What is expected: Looking at the listing below, how many lines include "ResourceApi"? Answer with the number only.

Provided records:
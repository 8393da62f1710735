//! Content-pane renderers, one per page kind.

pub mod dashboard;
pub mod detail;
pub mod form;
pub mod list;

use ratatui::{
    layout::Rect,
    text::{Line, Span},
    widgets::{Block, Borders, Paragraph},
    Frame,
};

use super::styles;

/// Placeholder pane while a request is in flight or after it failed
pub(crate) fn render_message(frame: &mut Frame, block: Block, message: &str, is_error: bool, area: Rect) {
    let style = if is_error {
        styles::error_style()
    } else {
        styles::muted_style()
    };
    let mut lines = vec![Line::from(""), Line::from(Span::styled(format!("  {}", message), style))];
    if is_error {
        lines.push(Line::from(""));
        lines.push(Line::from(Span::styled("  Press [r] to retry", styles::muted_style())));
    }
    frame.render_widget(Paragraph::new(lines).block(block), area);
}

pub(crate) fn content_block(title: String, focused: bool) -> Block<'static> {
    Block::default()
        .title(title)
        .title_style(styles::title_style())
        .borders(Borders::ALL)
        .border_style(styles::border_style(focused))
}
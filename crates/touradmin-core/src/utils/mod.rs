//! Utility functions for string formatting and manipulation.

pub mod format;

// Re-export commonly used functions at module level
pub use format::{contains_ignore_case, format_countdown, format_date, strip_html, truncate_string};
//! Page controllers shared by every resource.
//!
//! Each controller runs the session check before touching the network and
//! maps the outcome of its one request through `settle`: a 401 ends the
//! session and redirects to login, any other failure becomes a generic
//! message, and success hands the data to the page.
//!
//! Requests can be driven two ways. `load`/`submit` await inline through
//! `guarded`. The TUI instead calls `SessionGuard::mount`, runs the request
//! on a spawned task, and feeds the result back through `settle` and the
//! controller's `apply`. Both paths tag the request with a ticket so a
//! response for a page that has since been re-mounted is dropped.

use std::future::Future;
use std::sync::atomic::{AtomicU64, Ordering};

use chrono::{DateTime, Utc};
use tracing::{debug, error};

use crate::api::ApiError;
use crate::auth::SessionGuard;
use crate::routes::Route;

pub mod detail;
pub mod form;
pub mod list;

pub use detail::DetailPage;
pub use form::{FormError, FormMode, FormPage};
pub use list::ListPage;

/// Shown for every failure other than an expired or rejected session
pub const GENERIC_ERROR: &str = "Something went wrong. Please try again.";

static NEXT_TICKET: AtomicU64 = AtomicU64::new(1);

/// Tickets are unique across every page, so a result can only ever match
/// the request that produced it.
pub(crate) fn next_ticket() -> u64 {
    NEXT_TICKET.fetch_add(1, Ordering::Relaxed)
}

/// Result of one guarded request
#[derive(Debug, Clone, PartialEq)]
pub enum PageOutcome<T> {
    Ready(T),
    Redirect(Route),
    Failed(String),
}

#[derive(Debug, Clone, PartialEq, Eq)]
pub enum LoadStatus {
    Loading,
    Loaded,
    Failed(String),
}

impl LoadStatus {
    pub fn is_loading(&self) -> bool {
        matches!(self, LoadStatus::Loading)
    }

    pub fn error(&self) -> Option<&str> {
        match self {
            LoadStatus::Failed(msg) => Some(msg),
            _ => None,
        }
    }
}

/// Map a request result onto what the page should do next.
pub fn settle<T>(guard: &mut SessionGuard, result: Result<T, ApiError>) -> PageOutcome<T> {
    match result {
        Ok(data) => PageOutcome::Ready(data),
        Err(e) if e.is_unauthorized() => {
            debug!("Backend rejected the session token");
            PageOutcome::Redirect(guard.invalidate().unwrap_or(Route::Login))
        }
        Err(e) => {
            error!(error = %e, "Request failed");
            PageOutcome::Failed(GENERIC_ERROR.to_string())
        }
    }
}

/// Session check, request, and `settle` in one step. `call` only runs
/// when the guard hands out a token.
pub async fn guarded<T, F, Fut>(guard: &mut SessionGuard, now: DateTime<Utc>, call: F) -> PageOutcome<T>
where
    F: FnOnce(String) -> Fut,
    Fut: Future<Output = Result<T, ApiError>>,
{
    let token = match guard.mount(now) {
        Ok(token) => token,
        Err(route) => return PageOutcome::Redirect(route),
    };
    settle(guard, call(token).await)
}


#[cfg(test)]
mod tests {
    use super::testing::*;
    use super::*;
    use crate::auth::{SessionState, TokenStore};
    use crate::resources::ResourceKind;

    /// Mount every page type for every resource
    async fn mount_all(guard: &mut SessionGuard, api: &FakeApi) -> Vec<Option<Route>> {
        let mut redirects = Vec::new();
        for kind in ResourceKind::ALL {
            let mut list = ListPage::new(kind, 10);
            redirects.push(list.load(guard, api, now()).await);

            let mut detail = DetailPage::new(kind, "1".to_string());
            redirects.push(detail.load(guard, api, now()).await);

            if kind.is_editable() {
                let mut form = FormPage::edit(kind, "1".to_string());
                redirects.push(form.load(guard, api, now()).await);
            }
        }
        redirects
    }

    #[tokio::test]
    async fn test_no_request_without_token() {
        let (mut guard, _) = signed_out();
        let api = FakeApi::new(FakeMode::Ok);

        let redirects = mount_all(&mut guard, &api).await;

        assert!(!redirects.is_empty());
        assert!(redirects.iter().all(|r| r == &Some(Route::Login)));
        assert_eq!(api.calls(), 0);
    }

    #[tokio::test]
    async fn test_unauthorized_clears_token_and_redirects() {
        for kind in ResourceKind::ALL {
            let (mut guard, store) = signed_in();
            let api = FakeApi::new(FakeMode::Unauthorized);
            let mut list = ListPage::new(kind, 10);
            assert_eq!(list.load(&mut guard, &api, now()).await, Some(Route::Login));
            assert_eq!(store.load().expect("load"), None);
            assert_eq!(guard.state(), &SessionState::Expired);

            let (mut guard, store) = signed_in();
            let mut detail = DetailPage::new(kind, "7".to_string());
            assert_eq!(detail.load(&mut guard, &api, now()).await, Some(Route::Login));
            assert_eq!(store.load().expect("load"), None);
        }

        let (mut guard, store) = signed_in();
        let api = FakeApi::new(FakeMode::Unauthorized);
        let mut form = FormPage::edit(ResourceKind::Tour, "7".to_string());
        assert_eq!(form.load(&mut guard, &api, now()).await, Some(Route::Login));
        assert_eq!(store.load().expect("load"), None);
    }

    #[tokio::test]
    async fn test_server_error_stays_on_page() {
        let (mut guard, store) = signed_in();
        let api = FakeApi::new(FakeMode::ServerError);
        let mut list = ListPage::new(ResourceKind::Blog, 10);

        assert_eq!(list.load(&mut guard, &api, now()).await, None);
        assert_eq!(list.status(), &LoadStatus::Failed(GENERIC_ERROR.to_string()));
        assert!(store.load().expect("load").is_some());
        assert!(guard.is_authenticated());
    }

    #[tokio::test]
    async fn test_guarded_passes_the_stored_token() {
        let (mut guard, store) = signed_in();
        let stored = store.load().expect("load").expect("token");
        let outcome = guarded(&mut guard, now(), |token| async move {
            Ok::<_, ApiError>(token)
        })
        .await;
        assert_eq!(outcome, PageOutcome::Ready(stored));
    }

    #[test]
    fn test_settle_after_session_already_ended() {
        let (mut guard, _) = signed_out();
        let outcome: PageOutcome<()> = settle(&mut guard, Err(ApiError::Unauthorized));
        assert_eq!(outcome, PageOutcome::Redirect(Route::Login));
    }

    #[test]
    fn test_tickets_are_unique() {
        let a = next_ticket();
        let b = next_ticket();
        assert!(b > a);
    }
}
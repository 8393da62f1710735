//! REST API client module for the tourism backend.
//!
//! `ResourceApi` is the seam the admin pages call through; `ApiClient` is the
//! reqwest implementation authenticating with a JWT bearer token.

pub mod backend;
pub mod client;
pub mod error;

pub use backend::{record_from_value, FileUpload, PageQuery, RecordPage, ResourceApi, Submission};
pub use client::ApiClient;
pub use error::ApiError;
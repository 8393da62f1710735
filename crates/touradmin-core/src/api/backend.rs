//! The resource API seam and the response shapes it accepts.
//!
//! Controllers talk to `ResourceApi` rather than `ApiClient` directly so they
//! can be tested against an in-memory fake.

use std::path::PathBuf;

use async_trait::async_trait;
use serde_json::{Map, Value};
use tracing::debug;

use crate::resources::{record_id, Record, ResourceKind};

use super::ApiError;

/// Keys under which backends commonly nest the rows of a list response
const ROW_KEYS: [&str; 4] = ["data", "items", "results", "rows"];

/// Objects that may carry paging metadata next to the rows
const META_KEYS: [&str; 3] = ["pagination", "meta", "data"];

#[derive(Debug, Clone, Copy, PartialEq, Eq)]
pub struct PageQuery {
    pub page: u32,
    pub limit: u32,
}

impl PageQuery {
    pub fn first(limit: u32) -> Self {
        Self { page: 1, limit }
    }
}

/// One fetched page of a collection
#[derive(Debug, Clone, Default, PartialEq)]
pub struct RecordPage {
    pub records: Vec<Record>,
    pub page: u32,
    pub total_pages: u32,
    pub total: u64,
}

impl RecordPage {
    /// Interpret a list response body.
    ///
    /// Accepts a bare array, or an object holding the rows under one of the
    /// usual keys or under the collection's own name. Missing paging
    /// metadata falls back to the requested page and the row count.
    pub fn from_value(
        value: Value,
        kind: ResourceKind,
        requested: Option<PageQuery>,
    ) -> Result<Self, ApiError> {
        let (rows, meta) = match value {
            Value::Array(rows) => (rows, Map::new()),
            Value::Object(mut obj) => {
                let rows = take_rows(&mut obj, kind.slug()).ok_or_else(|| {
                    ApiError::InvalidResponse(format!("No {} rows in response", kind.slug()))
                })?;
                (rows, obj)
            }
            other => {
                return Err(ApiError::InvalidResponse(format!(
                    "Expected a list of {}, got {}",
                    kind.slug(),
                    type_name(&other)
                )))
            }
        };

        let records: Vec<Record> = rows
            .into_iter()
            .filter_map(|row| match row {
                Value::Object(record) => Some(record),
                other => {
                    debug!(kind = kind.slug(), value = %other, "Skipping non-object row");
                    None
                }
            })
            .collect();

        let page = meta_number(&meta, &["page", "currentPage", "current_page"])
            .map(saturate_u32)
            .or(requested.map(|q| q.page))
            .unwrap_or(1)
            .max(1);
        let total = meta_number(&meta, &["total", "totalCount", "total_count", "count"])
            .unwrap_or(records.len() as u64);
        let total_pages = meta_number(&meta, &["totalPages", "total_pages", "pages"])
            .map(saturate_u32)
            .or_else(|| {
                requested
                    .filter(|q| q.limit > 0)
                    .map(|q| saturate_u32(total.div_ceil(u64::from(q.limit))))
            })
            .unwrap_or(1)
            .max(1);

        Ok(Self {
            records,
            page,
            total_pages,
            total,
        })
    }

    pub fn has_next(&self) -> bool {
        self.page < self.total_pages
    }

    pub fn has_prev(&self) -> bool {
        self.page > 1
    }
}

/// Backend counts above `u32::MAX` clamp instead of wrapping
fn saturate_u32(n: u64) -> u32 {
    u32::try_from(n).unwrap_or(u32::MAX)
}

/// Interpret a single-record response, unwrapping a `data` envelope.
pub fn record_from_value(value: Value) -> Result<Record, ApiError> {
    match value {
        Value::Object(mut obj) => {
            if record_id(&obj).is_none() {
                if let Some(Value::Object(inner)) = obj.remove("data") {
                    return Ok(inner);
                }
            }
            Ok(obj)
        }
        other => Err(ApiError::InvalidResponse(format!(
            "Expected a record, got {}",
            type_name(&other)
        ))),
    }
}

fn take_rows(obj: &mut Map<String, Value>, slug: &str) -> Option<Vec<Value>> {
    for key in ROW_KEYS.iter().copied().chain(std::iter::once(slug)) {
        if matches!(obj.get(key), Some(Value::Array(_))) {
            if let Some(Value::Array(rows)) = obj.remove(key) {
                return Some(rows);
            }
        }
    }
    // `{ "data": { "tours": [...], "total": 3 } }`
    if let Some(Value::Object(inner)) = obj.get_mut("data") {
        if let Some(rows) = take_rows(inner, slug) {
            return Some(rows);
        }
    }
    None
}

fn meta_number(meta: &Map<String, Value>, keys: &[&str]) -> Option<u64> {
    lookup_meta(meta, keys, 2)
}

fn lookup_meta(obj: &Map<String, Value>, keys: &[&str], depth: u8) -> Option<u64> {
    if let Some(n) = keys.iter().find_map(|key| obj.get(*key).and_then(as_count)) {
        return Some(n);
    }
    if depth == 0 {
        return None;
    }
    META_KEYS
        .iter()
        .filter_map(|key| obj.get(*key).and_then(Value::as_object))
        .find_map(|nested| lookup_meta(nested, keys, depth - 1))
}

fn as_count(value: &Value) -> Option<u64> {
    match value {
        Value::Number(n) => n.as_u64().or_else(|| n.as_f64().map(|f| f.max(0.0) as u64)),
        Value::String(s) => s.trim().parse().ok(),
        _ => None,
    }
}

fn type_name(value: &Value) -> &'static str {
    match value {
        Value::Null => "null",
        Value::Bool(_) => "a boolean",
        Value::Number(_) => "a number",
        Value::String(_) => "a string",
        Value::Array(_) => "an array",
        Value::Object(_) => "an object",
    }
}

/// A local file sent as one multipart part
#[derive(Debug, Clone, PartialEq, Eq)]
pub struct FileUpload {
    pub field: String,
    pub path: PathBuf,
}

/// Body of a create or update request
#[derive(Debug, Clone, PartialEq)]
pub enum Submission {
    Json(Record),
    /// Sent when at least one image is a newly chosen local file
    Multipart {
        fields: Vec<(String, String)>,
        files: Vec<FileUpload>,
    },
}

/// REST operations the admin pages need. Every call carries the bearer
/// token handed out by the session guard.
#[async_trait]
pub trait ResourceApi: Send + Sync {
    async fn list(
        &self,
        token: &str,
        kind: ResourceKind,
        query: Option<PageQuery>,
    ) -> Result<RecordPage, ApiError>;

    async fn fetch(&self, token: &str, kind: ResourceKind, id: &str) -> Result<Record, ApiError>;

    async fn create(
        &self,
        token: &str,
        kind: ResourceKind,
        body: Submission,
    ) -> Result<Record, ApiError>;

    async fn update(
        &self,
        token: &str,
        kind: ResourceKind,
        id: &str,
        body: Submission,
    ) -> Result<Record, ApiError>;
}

==

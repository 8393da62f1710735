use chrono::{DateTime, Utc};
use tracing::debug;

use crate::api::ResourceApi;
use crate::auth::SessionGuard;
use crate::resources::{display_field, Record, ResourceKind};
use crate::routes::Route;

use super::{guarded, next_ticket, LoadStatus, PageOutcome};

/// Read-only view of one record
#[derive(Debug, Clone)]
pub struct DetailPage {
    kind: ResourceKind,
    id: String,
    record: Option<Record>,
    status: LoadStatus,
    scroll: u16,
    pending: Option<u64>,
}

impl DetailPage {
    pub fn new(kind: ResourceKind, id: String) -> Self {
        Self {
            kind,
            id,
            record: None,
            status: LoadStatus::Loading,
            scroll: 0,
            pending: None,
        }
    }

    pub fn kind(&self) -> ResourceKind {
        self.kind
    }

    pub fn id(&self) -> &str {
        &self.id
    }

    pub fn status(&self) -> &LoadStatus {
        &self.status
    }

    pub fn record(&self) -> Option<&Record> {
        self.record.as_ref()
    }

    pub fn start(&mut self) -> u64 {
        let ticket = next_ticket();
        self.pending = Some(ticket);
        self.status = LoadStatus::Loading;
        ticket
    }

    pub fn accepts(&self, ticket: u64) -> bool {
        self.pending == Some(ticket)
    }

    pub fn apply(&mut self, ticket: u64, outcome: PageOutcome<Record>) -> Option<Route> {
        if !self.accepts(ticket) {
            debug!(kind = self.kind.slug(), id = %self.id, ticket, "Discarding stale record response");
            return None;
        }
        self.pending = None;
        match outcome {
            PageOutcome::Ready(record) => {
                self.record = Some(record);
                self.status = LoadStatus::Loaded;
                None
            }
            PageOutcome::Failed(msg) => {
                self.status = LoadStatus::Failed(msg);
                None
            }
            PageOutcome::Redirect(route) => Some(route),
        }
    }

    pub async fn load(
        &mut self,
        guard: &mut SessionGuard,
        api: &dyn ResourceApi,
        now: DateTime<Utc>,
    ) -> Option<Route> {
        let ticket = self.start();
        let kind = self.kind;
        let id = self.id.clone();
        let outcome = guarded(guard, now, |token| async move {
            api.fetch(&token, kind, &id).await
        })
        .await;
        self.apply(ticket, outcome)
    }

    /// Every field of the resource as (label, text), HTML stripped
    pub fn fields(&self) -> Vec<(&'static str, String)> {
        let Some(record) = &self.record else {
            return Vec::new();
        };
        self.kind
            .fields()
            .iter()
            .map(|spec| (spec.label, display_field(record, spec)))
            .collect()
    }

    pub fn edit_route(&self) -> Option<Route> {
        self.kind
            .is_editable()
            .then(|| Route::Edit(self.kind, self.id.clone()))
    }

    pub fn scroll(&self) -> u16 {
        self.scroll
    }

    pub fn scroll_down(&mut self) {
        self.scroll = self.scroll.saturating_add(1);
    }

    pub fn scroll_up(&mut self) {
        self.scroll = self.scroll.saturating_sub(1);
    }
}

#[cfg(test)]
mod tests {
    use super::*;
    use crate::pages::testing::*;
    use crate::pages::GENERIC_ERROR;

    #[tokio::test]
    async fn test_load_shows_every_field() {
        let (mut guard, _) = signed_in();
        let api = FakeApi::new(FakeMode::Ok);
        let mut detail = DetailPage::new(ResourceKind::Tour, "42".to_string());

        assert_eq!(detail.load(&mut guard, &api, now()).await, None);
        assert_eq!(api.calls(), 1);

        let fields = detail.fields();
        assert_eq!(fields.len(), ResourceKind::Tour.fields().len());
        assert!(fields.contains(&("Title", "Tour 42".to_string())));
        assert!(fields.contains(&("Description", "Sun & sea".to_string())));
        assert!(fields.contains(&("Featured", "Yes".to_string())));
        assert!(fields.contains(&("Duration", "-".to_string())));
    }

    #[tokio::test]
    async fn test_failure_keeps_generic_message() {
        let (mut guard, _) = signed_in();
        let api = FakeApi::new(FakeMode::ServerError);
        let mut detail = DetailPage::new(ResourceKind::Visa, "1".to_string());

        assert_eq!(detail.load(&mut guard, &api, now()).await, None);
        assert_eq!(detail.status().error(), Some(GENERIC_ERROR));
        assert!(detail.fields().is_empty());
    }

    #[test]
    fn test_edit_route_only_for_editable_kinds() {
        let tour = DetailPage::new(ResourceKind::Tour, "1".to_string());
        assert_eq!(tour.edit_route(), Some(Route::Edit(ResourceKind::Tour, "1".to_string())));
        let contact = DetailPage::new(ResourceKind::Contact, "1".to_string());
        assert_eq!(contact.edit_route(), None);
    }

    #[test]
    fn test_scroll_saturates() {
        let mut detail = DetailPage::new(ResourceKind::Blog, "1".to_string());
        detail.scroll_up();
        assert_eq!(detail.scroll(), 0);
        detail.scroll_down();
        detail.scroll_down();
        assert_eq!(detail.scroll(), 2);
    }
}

Task answer: 6